### TASK DESCRIPTION:
Looking through the entries, count each line where the string "ActionParseError" occurs, and write only the total.

(Stored items from a collection)

───

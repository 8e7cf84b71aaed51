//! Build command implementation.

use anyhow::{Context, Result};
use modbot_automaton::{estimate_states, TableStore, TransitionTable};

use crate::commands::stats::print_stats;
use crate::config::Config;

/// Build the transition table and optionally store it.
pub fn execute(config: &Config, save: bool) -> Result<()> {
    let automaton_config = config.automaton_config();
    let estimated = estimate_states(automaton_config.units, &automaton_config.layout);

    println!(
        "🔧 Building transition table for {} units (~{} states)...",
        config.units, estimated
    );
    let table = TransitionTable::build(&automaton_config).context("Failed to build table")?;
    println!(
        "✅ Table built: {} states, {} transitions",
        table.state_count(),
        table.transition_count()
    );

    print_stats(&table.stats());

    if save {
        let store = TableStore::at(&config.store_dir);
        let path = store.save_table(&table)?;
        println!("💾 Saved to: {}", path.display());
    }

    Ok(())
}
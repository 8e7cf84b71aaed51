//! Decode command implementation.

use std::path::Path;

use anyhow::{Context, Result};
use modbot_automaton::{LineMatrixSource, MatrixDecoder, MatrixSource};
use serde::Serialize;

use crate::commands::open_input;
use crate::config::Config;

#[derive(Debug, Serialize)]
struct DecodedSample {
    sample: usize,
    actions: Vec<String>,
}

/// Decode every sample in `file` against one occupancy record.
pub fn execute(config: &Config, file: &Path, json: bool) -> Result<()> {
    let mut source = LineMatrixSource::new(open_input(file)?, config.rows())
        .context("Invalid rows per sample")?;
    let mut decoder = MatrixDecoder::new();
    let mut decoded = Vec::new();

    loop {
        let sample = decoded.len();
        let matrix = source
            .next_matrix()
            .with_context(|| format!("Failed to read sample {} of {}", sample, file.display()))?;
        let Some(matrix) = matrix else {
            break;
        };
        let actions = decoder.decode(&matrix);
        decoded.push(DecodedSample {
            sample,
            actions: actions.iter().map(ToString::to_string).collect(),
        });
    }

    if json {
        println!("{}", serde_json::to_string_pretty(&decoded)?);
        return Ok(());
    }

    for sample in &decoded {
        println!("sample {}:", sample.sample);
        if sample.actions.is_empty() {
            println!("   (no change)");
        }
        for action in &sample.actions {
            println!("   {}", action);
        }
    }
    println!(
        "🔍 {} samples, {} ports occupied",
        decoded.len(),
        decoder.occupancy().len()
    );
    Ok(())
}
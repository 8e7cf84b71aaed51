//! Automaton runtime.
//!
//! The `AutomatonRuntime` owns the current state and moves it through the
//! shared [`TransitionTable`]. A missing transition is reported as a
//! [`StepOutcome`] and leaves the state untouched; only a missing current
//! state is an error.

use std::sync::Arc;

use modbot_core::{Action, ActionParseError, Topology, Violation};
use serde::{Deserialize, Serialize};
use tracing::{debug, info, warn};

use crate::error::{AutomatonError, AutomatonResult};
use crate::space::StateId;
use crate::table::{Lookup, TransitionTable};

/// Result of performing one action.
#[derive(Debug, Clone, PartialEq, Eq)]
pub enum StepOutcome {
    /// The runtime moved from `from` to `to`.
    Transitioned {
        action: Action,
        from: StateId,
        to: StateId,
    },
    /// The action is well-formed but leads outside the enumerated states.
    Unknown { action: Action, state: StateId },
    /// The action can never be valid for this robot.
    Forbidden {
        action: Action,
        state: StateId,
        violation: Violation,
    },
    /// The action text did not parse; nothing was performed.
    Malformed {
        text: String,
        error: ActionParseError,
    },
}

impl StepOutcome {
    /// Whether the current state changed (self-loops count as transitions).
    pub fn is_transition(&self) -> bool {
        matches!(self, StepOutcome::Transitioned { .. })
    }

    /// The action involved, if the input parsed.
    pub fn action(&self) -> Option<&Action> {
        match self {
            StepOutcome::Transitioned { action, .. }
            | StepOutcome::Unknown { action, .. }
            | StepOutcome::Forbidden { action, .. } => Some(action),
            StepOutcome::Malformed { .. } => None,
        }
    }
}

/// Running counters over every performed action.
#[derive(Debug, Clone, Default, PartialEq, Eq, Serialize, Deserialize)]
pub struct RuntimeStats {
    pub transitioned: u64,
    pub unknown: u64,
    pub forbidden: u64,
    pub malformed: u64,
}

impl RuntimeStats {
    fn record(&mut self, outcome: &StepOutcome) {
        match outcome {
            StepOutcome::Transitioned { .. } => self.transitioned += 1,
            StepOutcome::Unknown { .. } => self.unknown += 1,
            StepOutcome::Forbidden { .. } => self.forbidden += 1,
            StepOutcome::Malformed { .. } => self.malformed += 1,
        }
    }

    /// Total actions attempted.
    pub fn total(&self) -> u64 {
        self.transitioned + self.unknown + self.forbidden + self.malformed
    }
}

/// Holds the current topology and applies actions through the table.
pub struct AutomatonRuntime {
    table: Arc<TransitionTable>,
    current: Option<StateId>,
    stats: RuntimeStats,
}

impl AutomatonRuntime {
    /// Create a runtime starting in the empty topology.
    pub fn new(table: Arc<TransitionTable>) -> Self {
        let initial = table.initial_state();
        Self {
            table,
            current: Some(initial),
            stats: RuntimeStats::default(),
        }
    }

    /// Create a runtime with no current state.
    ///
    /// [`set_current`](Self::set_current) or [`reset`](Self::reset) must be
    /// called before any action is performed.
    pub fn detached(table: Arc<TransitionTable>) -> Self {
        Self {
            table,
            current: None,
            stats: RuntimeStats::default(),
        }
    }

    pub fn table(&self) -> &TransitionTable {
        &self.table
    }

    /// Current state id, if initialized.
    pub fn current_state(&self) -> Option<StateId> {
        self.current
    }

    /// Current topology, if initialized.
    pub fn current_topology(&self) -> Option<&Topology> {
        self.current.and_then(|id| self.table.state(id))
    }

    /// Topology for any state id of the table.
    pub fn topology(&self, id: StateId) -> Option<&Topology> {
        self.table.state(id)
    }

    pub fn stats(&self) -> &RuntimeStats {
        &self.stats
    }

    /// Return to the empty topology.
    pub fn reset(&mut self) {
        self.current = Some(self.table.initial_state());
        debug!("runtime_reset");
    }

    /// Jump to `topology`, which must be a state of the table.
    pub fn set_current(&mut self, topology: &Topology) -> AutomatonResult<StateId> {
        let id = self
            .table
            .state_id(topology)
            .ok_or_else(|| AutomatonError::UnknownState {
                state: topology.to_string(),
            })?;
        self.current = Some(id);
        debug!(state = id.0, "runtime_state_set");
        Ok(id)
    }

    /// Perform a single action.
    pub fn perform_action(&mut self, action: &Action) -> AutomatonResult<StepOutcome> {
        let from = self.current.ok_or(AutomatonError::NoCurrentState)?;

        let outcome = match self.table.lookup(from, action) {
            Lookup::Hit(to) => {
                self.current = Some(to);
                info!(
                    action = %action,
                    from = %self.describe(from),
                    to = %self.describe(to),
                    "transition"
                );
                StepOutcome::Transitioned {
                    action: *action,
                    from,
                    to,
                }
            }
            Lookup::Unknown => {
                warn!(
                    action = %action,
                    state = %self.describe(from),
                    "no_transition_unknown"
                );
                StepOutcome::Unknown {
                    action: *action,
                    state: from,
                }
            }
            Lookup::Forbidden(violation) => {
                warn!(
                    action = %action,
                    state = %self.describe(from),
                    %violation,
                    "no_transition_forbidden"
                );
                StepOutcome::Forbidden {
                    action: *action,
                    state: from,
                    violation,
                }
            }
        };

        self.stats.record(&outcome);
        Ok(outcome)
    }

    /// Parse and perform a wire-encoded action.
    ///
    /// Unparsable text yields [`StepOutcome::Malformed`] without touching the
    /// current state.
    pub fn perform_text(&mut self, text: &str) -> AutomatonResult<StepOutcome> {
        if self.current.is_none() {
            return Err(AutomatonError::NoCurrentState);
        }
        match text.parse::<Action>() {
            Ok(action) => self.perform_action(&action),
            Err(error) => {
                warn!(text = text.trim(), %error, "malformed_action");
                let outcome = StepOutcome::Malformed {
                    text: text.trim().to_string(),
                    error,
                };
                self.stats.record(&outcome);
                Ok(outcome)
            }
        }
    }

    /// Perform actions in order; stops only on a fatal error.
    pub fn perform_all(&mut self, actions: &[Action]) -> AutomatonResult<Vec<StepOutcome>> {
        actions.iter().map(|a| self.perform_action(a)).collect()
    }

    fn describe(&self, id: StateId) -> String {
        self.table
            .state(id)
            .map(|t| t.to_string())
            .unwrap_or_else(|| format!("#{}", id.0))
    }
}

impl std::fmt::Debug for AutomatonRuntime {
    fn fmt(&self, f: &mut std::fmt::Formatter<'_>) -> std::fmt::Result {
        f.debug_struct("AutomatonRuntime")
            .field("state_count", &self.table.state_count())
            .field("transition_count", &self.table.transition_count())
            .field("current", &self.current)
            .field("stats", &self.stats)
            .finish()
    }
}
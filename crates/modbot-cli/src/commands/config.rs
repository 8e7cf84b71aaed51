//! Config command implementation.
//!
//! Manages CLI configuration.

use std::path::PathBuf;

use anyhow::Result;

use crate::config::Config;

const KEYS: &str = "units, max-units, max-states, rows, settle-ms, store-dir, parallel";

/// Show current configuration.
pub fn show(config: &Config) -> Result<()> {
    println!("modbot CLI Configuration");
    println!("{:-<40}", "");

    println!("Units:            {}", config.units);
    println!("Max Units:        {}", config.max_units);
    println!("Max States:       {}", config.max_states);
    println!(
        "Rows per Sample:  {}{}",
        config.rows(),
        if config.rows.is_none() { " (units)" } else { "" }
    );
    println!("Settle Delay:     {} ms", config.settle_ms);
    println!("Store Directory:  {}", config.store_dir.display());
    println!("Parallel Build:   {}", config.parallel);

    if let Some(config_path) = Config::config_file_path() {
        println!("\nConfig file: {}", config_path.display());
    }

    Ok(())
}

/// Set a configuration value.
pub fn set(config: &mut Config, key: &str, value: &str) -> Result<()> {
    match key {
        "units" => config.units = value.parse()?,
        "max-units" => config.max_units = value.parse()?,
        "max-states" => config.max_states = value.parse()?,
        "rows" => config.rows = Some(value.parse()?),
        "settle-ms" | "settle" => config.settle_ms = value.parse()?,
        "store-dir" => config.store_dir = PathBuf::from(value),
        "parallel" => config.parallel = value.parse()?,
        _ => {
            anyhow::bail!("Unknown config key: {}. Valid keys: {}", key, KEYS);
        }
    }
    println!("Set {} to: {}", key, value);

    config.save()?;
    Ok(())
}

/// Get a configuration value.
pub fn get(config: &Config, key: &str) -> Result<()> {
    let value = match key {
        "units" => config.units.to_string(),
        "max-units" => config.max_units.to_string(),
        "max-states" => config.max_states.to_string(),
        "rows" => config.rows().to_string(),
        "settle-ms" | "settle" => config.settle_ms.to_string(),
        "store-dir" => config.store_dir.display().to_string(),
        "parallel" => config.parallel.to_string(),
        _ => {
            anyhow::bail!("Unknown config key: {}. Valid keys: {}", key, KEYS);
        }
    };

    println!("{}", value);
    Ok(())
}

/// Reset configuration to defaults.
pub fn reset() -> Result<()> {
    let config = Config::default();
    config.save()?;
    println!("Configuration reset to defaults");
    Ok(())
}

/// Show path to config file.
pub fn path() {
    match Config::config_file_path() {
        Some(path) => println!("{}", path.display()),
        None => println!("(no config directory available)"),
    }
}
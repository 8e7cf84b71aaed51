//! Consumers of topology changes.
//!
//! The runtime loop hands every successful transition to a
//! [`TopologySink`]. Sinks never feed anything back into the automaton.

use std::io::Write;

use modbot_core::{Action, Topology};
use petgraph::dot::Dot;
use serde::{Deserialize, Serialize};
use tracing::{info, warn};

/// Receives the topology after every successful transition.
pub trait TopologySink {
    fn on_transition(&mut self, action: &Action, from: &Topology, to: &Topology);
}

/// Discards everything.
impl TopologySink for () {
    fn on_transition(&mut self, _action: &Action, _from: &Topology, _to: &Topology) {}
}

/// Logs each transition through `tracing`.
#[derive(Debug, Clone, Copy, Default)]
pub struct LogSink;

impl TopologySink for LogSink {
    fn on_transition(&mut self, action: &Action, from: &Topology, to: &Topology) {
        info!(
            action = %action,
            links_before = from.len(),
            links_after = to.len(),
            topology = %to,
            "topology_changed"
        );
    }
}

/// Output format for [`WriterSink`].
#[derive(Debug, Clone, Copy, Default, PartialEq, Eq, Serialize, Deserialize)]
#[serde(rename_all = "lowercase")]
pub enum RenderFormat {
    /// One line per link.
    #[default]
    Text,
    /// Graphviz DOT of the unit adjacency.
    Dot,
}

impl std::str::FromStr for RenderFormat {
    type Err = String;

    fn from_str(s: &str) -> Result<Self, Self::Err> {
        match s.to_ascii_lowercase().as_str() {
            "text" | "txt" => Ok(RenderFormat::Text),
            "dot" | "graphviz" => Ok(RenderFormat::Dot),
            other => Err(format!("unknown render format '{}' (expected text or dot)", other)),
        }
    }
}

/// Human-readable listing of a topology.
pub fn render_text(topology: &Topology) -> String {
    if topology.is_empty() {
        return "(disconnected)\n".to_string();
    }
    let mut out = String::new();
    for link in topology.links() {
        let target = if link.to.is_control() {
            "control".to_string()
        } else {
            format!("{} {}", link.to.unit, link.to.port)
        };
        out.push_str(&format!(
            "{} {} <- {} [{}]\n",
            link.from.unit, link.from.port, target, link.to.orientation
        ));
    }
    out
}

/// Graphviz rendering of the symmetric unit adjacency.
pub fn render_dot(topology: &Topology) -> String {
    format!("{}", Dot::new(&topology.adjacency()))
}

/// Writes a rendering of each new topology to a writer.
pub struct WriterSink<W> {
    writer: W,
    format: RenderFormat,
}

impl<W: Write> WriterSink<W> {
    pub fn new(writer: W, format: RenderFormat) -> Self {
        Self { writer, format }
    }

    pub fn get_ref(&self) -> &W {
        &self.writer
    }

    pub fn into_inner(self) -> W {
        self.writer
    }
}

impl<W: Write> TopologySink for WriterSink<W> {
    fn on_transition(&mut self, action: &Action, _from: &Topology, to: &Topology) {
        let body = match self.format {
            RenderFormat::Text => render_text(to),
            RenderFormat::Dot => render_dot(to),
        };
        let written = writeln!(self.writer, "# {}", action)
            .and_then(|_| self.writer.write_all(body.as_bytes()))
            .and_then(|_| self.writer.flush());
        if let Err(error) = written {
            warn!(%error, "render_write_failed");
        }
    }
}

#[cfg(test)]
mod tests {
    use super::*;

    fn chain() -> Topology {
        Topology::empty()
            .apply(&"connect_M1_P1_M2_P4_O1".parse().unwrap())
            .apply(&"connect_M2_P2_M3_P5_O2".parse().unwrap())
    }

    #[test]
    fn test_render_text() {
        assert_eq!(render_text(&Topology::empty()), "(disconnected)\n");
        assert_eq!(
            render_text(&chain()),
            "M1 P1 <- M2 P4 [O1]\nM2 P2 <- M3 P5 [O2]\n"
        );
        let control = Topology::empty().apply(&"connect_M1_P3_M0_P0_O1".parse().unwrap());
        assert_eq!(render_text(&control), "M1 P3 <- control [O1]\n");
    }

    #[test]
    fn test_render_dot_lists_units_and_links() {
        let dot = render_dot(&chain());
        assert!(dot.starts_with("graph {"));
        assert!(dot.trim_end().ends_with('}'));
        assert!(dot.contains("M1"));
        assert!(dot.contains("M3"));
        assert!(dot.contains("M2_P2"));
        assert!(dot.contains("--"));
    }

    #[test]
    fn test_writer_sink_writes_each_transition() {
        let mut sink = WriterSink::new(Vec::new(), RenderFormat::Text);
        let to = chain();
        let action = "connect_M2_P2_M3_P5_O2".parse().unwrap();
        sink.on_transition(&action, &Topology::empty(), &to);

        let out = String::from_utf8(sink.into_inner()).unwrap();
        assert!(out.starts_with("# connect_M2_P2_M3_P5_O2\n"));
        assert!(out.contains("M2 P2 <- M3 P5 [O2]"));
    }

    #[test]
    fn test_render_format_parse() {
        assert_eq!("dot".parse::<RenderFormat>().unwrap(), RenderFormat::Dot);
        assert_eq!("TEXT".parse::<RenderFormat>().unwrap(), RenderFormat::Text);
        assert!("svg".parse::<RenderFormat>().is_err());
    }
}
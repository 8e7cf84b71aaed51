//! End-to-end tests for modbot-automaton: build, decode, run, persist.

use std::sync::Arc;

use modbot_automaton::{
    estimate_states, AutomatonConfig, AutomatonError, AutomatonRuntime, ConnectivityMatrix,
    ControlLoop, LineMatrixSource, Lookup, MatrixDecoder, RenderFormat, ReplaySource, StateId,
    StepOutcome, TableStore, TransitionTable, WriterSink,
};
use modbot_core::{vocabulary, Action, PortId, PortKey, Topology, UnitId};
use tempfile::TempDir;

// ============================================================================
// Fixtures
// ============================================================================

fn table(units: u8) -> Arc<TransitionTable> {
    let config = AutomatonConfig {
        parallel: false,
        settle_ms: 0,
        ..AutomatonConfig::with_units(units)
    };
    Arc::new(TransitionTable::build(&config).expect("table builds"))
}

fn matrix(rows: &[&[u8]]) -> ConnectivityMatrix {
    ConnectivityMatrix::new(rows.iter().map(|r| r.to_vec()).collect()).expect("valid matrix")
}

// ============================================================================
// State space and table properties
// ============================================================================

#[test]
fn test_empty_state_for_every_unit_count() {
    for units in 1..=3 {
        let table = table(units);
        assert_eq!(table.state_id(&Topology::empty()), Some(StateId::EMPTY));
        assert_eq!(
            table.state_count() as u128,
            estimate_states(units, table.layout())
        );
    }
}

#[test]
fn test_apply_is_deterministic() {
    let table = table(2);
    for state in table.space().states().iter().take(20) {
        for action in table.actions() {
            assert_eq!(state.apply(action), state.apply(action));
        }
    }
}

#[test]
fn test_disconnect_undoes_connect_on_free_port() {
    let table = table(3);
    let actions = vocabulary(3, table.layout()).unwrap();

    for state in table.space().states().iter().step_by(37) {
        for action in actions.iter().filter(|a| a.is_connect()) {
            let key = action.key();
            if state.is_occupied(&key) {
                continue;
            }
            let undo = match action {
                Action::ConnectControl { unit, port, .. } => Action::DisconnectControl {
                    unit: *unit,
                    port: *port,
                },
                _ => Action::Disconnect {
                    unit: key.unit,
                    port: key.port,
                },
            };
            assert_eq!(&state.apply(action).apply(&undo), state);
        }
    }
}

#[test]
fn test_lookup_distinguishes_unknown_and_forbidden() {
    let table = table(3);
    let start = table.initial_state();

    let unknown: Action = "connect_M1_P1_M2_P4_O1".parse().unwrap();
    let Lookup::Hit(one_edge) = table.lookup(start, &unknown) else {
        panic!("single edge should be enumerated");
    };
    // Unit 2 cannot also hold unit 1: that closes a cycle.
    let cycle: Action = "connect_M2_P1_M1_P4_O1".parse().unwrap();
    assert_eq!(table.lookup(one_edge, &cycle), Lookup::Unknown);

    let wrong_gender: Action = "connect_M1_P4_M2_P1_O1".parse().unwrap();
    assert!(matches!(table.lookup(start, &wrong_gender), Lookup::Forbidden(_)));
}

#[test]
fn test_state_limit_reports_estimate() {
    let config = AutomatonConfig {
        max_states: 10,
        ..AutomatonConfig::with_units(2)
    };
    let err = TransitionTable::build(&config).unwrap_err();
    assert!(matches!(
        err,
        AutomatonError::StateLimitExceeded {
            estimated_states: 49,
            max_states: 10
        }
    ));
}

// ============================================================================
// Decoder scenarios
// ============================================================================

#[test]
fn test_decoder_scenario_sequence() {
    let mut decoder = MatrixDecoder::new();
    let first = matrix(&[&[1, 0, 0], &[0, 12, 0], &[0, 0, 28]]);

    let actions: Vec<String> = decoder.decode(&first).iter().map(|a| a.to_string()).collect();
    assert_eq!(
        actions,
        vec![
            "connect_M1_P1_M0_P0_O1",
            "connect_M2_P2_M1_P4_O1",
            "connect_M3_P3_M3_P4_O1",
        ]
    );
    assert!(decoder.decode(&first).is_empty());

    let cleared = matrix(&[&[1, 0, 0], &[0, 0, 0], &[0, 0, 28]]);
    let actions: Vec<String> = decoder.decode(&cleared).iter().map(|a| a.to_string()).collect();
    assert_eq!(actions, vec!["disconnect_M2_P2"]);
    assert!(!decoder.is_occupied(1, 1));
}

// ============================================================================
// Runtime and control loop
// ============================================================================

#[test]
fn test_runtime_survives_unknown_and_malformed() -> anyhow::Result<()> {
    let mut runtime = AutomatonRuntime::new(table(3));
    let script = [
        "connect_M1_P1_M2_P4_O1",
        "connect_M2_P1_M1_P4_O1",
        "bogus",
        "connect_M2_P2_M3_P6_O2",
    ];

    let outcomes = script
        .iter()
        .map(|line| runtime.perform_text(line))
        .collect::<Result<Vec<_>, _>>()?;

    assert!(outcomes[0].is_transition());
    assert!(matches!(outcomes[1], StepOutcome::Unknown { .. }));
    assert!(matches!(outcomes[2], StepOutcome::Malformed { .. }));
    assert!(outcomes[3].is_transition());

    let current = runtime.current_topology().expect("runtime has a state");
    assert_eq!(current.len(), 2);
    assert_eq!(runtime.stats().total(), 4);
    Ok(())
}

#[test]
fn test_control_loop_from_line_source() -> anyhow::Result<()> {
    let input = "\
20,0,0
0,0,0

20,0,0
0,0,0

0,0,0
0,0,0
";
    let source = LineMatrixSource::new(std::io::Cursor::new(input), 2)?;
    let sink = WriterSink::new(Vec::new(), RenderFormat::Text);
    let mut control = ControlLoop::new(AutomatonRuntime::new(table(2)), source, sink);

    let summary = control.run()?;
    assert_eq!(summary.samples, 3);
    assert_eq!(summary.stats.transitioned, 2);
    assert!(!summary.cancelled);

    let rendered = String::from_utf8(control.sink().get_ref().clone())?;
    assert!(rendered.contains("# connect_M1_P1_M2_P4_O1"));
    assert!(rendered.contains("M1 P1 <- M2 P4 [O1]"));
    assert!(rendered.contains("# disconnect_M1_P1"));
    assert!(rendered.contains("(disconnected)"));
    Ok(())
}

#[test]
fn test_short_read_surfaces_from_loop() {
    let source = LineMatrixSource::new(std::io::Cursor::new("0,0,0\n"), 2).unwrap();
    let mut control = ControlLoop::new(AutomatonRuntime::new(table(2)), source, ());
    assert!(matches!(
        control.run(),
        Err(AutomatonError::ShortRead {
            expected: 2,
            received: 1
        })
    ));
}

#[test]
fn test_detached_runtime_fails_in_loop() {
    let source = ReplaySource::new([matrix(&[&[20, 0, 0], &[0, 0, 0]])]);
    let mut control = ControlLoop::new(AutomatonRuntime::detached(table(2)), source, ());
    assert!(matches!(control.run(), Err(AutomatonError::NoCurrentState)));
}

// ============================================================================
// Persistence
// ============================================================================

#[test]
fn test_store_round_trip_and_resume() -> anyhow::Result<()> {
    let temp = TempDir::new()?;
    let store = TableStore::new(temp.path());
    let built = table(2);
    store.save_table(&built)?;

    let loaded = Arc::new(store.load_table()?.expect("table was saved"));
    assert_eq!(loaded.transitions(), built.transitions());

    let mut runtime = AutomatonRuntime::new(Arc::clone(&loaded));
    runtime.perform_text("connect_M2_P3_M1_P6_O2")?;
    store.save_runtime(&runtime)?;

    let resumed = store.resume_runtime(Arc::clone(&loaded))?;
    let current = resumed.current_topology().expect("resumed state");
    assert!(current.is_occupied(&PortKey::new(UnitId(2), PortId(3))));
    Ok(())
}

───

### YOUR SOLUTION:
2